Each line of the material below with the word "PathBuf" is to be reported.
········
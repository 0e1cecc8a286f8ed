//! Runtime settings loader for omni-retrieval.
//!
//! Loads and merges:
//! - System defaults: `<PRJ_ROOT>/packages/conf/retrieval.yaml`
//! - User overrides:  `<PRJ_CONFIG_HOME>/omni-dev-fusion/retrieval.yaml`
//! - Environment:     `OMNI_RETRIEVAL_*`
//!
//! Merge precedence is env over user over system.

use std::path::{Path, PathBuf};

use serde::Deserialize;

use crate::error::RetrievalError;
use crate::types::{RetrievalConfig, validate_weight};

const DEFAULT_SYSTEM_SETTINGS_RELATIVE_PATH: &str = "packages/conf/retrieval.yaml";
const DEFAULT_USER_SETTINGS_RELATIVE_PATH: &str = "omni-dev-fusion/retrieval.yaml";
const DEFAULT_CONFIG_HOME_RELATIVE_PATH: &str = ".config";

/// Default cache time-to-live (one hour).
pub const DEFAULT_CACHE_TTL_SECS: u64 = 3_600;
/// Default cache capacity.
pub const DEFAULT_CACHE_MAX_ENTRIES: usize = 1_000;
/// Default per-signal candidate multiplier over `top_k`.
pub const DEFAULT_CANDIDATE_MULTIPLIER: usize = 2;

/// Query cache options.
#[derive(Debug, Clone, PartialEq, Eq)]
pub struct CacheSettings {
    /// When false every cache operation is a pass-through
    pub enabled: bool,
    /// Entry lifetime in seconds; 0 disables time expiry
    pub ttl_secs: u64,
    /// Capacity bound (at least 1)
    pub max_entries: usize,
}

impl Default for CacheSettings {
    fn default() -> Self {
        Self {
            enabled: true,
            ttl_secs: DEFAULT_CACHE_TTL_SECS,
            max_entries: DEFAULT_CACHE_MAX_ENTRIES,
        }
    }
}

impl CacheSettings {
    /// Return settings with `max_entries` clamped to at least 1.
    #[must_use]
    pub fn normalized(mut self) -> Self {
        self.max_entries = self.max_entries.max(1);
        self
    }
}

/// Resolved retriever settings.
#[derive(Debug, Clone, PartialEq)]
pub struct RetrievalSettings {
    /// Config used by `retrieve_default`
    pub default_config: RetrievalConfig,
    /// Each signal is asked for `top_k * candidate_multiplier` candidates
    pub candidate_multiplier: usize,
    /// Query cache options
    pub cache: CacheSettings,
}

impl Default for RetrievalSettings {
    fn default() -> Self {
        Self {
            default_config: RetrievalConfig::default(),
            candidate_multiplier: DEFAULT_CANDIDATE_MULTIPLIER,
            cache: CacheSettings::default(),
        }
    }
}

/// On-disk settings file; every field optional.
#[derive(Debug, Clone, Default, Deserialize)]
pub struct RetrievalSettingsFile {
    /// `retrieval:` block
    #[serde(default)]
    pub retrieval: RetrievalSection,
    /// `cache:` block
    #[serde(default)]
    pub cache: CacheSection,
}

/// `retrieval:` block of the settings file.
#[derive(Debug, Clone, Default, Deserialize)]
pub struct RetrievalSection {
    /// Default vector weight
    pub vector_weight: Option<f32>,
    /// Default keyword weight
    pub keyword_weight: Option<f32>,
    /// Default result count
    pub top_k: Option<usize>,
    /// Per-signal candidate multiplier
    pub candidate_multiplier: Option<usize>,
}

/// `cache:` block of the settings file.
#[derive(Debug, Clone, Default, Deserialize)]
pub struct CacheSection {
    /// Cache on/off
    pub enabled: Option<bool>,
    /// Entry lifetime in seconds
    pub ttl_secs: Option<u64>,
    /// Capacity bound
    pub max_entries: Option<usize>,
}

impl RetrievalSettingsFile {
    fn merge(self, overlay: Self) -> Self {
        Self {
            retrieval: self.retrieval.merge(overlay.retrieval),
            cache: self.cache.merge(overlay.cache),
        }
    }

    /// Apply `OMNI_RETRIEVAL_*` overrides read through `lookup`.
    ///
    /// Unparseable values are logged and ignored.
    #[must_use]
    pub fn with_env_overrides<F>(self, lookup: F) -> Self
    where
        F: Fn(&str) -> Option<String>,
    {
        let env = Self {
            retrieval: RetrievalSection {
                vector_weight: env_parse(&lookup, "OMNI_RETRIEVAL_VECTOR_WEIGHT"),
                keyword_weight: env_parse(&lookup, "OMNI_RETRIEVAL_KEYWORD_WEIGHT"),
                top_k: env_parse(&lookup, "OMNI_RETRIEVAL_TOP_K"),
                candidate_multiplier: env_parse(&lookup, "OMNI_RETRIEVAL_CANDIDATE_MULTIPLIER"),
            },
            cache: CacheSection {
                enabled: env_bool(&lookup, "OMNI_RETRIEVAL_CACHE_ENABLED"),
                ttl_secs: env_parse(&lookup, "OMNI_RETRIEVAL_CACHE_TTL_SECS"),
                max_entries: env_parse(&lookup, "OMNI_RETRIEVAL_CACHE_MAX_ENTRIES"),
            },
        };
        self.merge(env)
    }

    /// Fill defaults and validate.
    ///
    /// # Errors
    ///
    /// Returns [`RetrievalError::Settings`] for negative or non-finite weights,
    /// a zero `top_k` or a zero `candidate_multiplier`.
    pub fn resolve(self) -> Result<RetrievalSettings, RetrievalError> {
        let defaults = RetrievalSettings::default();
        let default_config = RetrievalConfig {
            vector_weight: self
                .retrieval
                .vector_weight
                .unwrap_or(defaults.default_config.vector_weight),
            keyword_weight: self
                .retrieval
                .keyword_weight
                .unwrap_or(defaults.default_config.keyword_weight),
            top_k: self.retrieval.top_k.unwrap_or(defaults.default_config.top_k),
        };
        validate_weight("vector_weight", default_config.vector_weight)
            .and_then(|()| validate_weight("keyword_weight", default_config.keyword_weight))
            .map_err(|error| RetrievalError::Settings(error.to_string()))?;
        if default_config.top_k == 0 {
            return Err(RetrievalError::Settings("top_k must be positive".to_string()));
        }
        let candidate_multiplier = self
            .retrieval
            .candidate_multiplier
            .unwrap_or(defaults.candidate_multiplier);
        if candidate_multiplier == 0 {
            return Err(RetrievalError::Settings(
                "candidate_multiplier must be positive".to_string(),
            ));
        }
        Ok(RetrievalSettings {
            default_config,
            candidate_multiplier,
            cache: CacheSettings {
                enabled: self.cache.enabled.unwrap_or(defaults.cache.enabled),
                ttl_secs: self.cache.ttl_secs.unwrap_or(defaults.cache.ttl_secs),
                max_entries: self.cache.max_entries.unwrap_or(defaults.cache.max_entries),
            }
            .normalized(),
        })
    }
}

impl RetrievalSection {
    fn merge(self, overlay: Self) -> Self {
        Self {
            vector_weight: overlay.vector_weight.or(self.vector_weight),
            keyword_weight: overlay.keyword_weight.or(self.keyword_weight),
            top_k: overlay.top_k.or(self.top_k),
            candidate_multiplier: overlay.candidate_multiplier.or(self.candidate_multiplier),
        }
    }
}

impl CacheSection {
    fn merge(self, overlay: Self) -> Self {
        Self {
            enabled: overlay.enabled.or(self.enabled),
            ttl_secs: overlay.ttl_secs.or(self.ttl_secs),
            max_entries: overlay.max_entries.or(self.max_entries),
        }
    }
}

/// Load settings from the default paths and the process environment.
///
/// # Errors
///
/// See [`RetrievalSettingsFile::resolve`].
pub fn load_retrieval_settings() -> Result<RetrievalSettings, RetrievalError> {
    let (system_path, user_path) = retrieval_settings_paths();
    load_retrieval_settings_from_paths(&system_path, &user_path)
        .with_env_overrides(|name| std::env::var(name).ok())
        .resolve()
}

#[doc(hidden)]
pub fn retrieval_settings_paths() -> (PathBuf, PathBuf) {
    let root = project_root();
    let system_path = root.join(DEFAULT_SYSTEM_SETTINGS_RELATIVE_PATH);
    let user_path = resolve_config_home(&root).join(DEFAULT_USER_SETTINGS_RELATIVE_PATH);
    (system_path, user_path)
}

/// Load and merge the two settings files (user over system), without env.
#[must_use]
pub fn load_retrieval_settings_from_paths(system: &Path, user: &Path) -> RetrievalSettingsFile {
    load_one(system).merge(load_one(user))
}

fn load_one(path: &Path) -> RetrievalSettingsFile {
    if !path.exists() {
        return RetrievalSettingsFile::default();
    }
    let raw = match std::fs::read_to_string(path) {
        Ok(raw) => raw,
        Err(error) => {
            tracing::warn!(
                path = %path.display(),
                error = %error,
                "failed to read retrieval settings file; ignoring"
            );
            return RetrievalSettingsFile::default();
        }
    };
    match serde_yaml::from_str::<RetrievalSettingsFile>(&raw) {
        Ok(value) => value,
        Err(error) => {
            tracing::warn!(
                path = %path.display(),
                error = %error,
                "failed to parse retrieval settings yaml; ignoring file"
            );
            RetrievalSettingsFile::default()
        }
    }
}

fn project_root() -> PathBuf {
    std::env::var("PRJ_ROOT")
        .ok()
        .map(|v| v.trim().to_string())
        .filter(|v| !v.is_empty())
        .map(PathBuf::from)
        .unwrap_or_else(|| std::env::current_dir().unwrap_or_else(|_| PathBuf::from(".")))
}

fn resolve_config_home(project_root: &Path) -> PathBuf {
    let configured = std::env::var("PRJ_CONFIG_HOME")
        .ok()
        .map(|v| v.trim().to_string())
        .filter(|v| !v.is_empty())
        .unwrap_or_else(|| DEFAULT_CONFIG_HOME_RELATIVE_PATH.to_string());
    let path = PathBuf::from(configured);
    if path.is_absolute() {
        path
    } else {
        project_root.join(path)
    }
}

fn env_parse<F, T>(lookup: &F, name: &str) -> Option<T>
where
    F: Fn(&str) -> Option<String>,
    T: std::str::FromStr,
{
    let raw = lookup(name)?;
    let trimmed = raw.trim();
    if trimmed.is_empty() {
        return None;
    }
    match trimmed.parse::<T>() {
        Ok(value) => Some(value),
        Err(_) => {
            tracing::warn!(
                event = "retrieval.settings.env.invalid",
                name,
                value = %trimmed,
                "ignoring unparseable retrieval setting"
            );
            None
        }
    }
}

fn env_bool<F>(lookup: &F, name: &str) -> Option<bool>
where
    F: Fn(&str) -> Option<String>,
{
    let raw = lookup(name)?;
    match raw.trim().to_ascii_lowercase().as_str() {
        "1" | "true" | "yes" | "on" => Some(true),
        "0" | "false" | "no" | "off" => Some(false),
        _ => None,
    }
}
········
Response
use std::path::{Path, PathBuf};
pub fn retrieval_settings_paths() -> (PathBuf, PathBuf) {
fn project_root() -> PathBuf {
        .map(PathBuf::from)
        .unwrap_or_else(|| std::env::current_dir().unwrap_or_else(|_| PathBuf::from(".")))
fn resolve_config_home(project_root: &Path) -> PathBuf {
    let path = PathBuf::from(configured);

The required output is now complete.